Adhesion of tumor cells to extracellular matrix (ECM) proteins plays an important role in tumor invasion and metastasis. To investigate the expression of integrins in human pancreatic cancer cell lines and its alteration by interleukin (IL)-1alpha to examine the mechanism of adhesion of metastatic human pancreatic cancer cells to ECM proteins. The expression of integrin subunits and their alteration by IL-1alpha were examined by flow-cytometric analysis and cellular enzyme-linked immunosorbent assay in three metastatic human pancreatic cancer cell lines (AsPC-1, BxPC-3, and SW1990) and two nonmetastatic cancer cell lines (PaCa-2 and PANC-1).
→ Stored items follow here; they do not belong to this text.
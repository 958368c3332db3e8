use std::env;

use crate::error::AppError;

#[derive(Debug, Clone)]
pub struct Config {
    pub http_port: u16,
    pub log_level: String,
    pub dispatch_queue_size: usize,
    pub event_buffer_size: usize,
    pub default_radius_km: f64,
    pub candidate_limit: usize,
    pub minutes_per_km: f64,
    pub base_fare: f64,
    pub per_km_rate: f64,
    pub per_min_rate: f64,
    pub broadcast_max_attempts: u32,
    pub broadcast_backoff_secs: u64,
    pub routing_base_url: Option<String>,
    pub routing_timeout_secs: u64,
}

impl Config {
    pub fn from_env() -> Result<Self, AppError> {
        let _ = dotenvy::dotenv();

        Ok(Self {
            http_port: parse_or_default("HTTP_PORT", 3000)?,
            log_level: env::var("LOG_LEVEL").unwrap_or_else(|_| "info".to_string()),
            dispatch_queue_size: parse_or_default("DISPATCH_QUEUE_SIZE", 1024)?,
            event_buffer_size: parse_or_default("EVENT_BUFFER_SIZE", 1024)?,
            default_radius_km: parse_or_default("DEFAULT_RADIUS_KM", 10.0)?,
            candidate_limit: parse_or_default("CANDIDATE_LIMIT", 10)?,
            minutes_per_km: parse_or_default("MINUTES_PER_KM", 2.0)?,
            base_fare: parse_or_default("BASE_FARE", 500.0)?,
            per_km_rate: parse_or_default("PER_KM_RATE", 120.0)?,
            per_min_rate: parse_or_default("PER_MIN_RATE", 25.0)?,
            broadcast_max_attempts: parse_or_default("BROADCAST_MAX_ATTEMPTS", 3)?,
            broadcast_backoff_secs: parse_or_default("BROADCAST_BACKOFF_SECS", 60)?,
            routing_base_url: env::var("ROUTING_BASE_URL").ok(),
            routing_timeout_secs: parse_or_default("ROUTING_TIMEOUT_SECS", 10)?,
        })
    }
}

impl Default for Config {
    fn default() -> Self {
        Self {
            http_port: 3000,
            log_level: "info".to_string(),
            dispatch_queue_size: 1024,
            event_buffer_size: 1024,
            default_radius_km: 10.0,
            candidate_limit: 10,
            minutes_per_km: 2.0,
            base_fare: 500.0,
            per_km_rate: 120.0,
            per_min_rate: 25.0,
            broadcast_max_attempts: 3,
            broadcast_backoff_secs: 60,
            routing_base_url: None,
            routing_timeout_secs: 10,
        }
    }
}

fn parse_or_default<T>(key: &str, default: T) -> Result<T, AppError>
where
    T: std::str::FromStr,
    T::Err: std::fmt::Display,
{
    match env::var(key) {
        Ok(raw) => raw
            .parse::<T>()
            .map_err(|err| AppError::Internal(format!("invalid {key}: {err}"))),
        Err(_) => Ok(default),
    }
}
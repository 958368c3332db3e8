use chrono::{DateTime, Utc};
use serde::{Deserialize, Serialize};
use uuid::Uuid;

use crate::geo::GeoPoint;

#[derive(Debug, Clone, Serialize, Deserialize, PartialEq)]
pub enum ProviderStatus {
    Available,
    Engaged,
    Offline,
}

/// Read-only view of a field provider used for candidate search. Identity and
/// approval are owned by the external profile system; the engine only reads
/// this snapshot and mirrors live positions into it.
#[derive(Debug, Clone, Serialize, Deserialize)]
pub struct ProviderSnapshot {
    pub id: Uuid,
    pub name: String,
    pub location: GeoPoint,
    pub status: ProviderStatus,
    pub approved: bool,
    pub updated_at: DateTime<Utc>,
}

impl ProviderSnapshot {
    /// Eligible for dispatch: approved, available, and not already engaged.
    pub fn is_eligible(&self) -> bool {
        self.approved && self.status == ProviderStatus::Available
    }
}
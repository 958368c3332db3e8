use chrono::{DateTime, Utc};
use serde::{Deserialize, Serialize};

use crate::geo::GeoPoint;

#[derive(Debug, Clone, Copy, Serialize, Deserialize, PartialEq)]
pub enum WaypointKind {
    Pickup,
    Dropoff,
    Intermediate,
}

/// One stop in a multi-stop route. Sequence numbers within a request form a
/// contiguous permutation of 1..N.
#[derive(Debug, Clone, Serialize, Deserialize)]
pub struct Waypoint {
    pub sequence: u32,
    pub kind: WaypointKind,
    pub location: GeoPoint,
    pub completed: bool,
    pub completed_at: Option<DateTime<Utc>>,
}

impl Waypoint {
    pub fn new(sequence: u32, kind: WaypointKind, location: GeoPoint) -> Self {
        Self {
            sequence,
            kind,
            location,
            completed: false,
            completed_at: None,
        }
    }
}
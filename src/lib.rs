pub mod api;
pub mod config;
pub mod engine;
pub mod error;
pub mod geo;
pub mod models;
pub mod notify;
pub mod observability;
pub mod routing;
pub mod state;
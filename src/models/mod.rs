pub mod provider;
pub mod request;
pub mod waypoint;
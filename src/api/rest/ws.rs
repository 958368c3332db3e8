use std::sync::Arc;

use axum::extract::ws::{Message, WebSocket, WebSocketUpgrade};
use axum::extract::State;
use axum::response::IntoResponse;
use tokio::sync::broadcast::error::RecvError;
use tracing::{info, warn};

use crate::state::AppState;

/// Streams dispatch notifications to subscribers. Transport only; the engine
/// treats the sink as an external collaborator.
pub async fn ws_handler(
    ws: WebSocketUpgrade,
    State(state): State<Arc<AppState>>,
) -> impl IntoResponse {
    ws.on_upgrade(|socket| stream_notifications(socket, state))
}

/// Push-only loop: every notification the engine fans out is forwarded as a
/// JSON text frame. A subscriber that falls behind the channel's buffer skips
/// the dropped messages and resumes from the current position.
async fn stream_notifications(mut socket: WebSocket, state: Arc<AppState>) {
    let mut rx = state.events_tx.subscribe();

    info!("websocket subscriber connected");

    loop {
        let notification = match rx.recv().await {
            Ok(notification) => notification,
            Err(RecvError::Lagged(missed)) => {
                warn!(missed, "websocket subscriber lagged; skipping");
                continue;
            }
            Err(RecvError::Closed) => break,
        };

        let json = match serde_json::to_string(&notification) {
            Ok(json) => json,
            Err(err) => {
                warn!(error = %err, "failed to serialize notification for ws");
                continue;
            }
        };

        if socket.send(Message::Text(json.into())).await.is_err() {
            break;
        }
    }

    info!("websocket subscriber disconnected");
}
In addition, assays of cancer cell adhesion to ECM proteins were performed to investigate if increased integrin expression actually affected the adhesive interaction between cancer cells and the putative integrin ECM ligands. The alpha(6) subunit expressed in metastatic cancer cells was enhanced by IL-1alpha. Metastatic cancer cells also showed preferential adherence to laminin compared with nonmetastatic cancer cells, and this was enhanced by IL-1alpha. In pancreatic cancer, the enhancement of alpha(6)beta(1) integrin by IL-1alpha through IL-1 receptor type I, as well as the expression of alpha(6)beta(1) integrin, plays an important role in metastasis formation.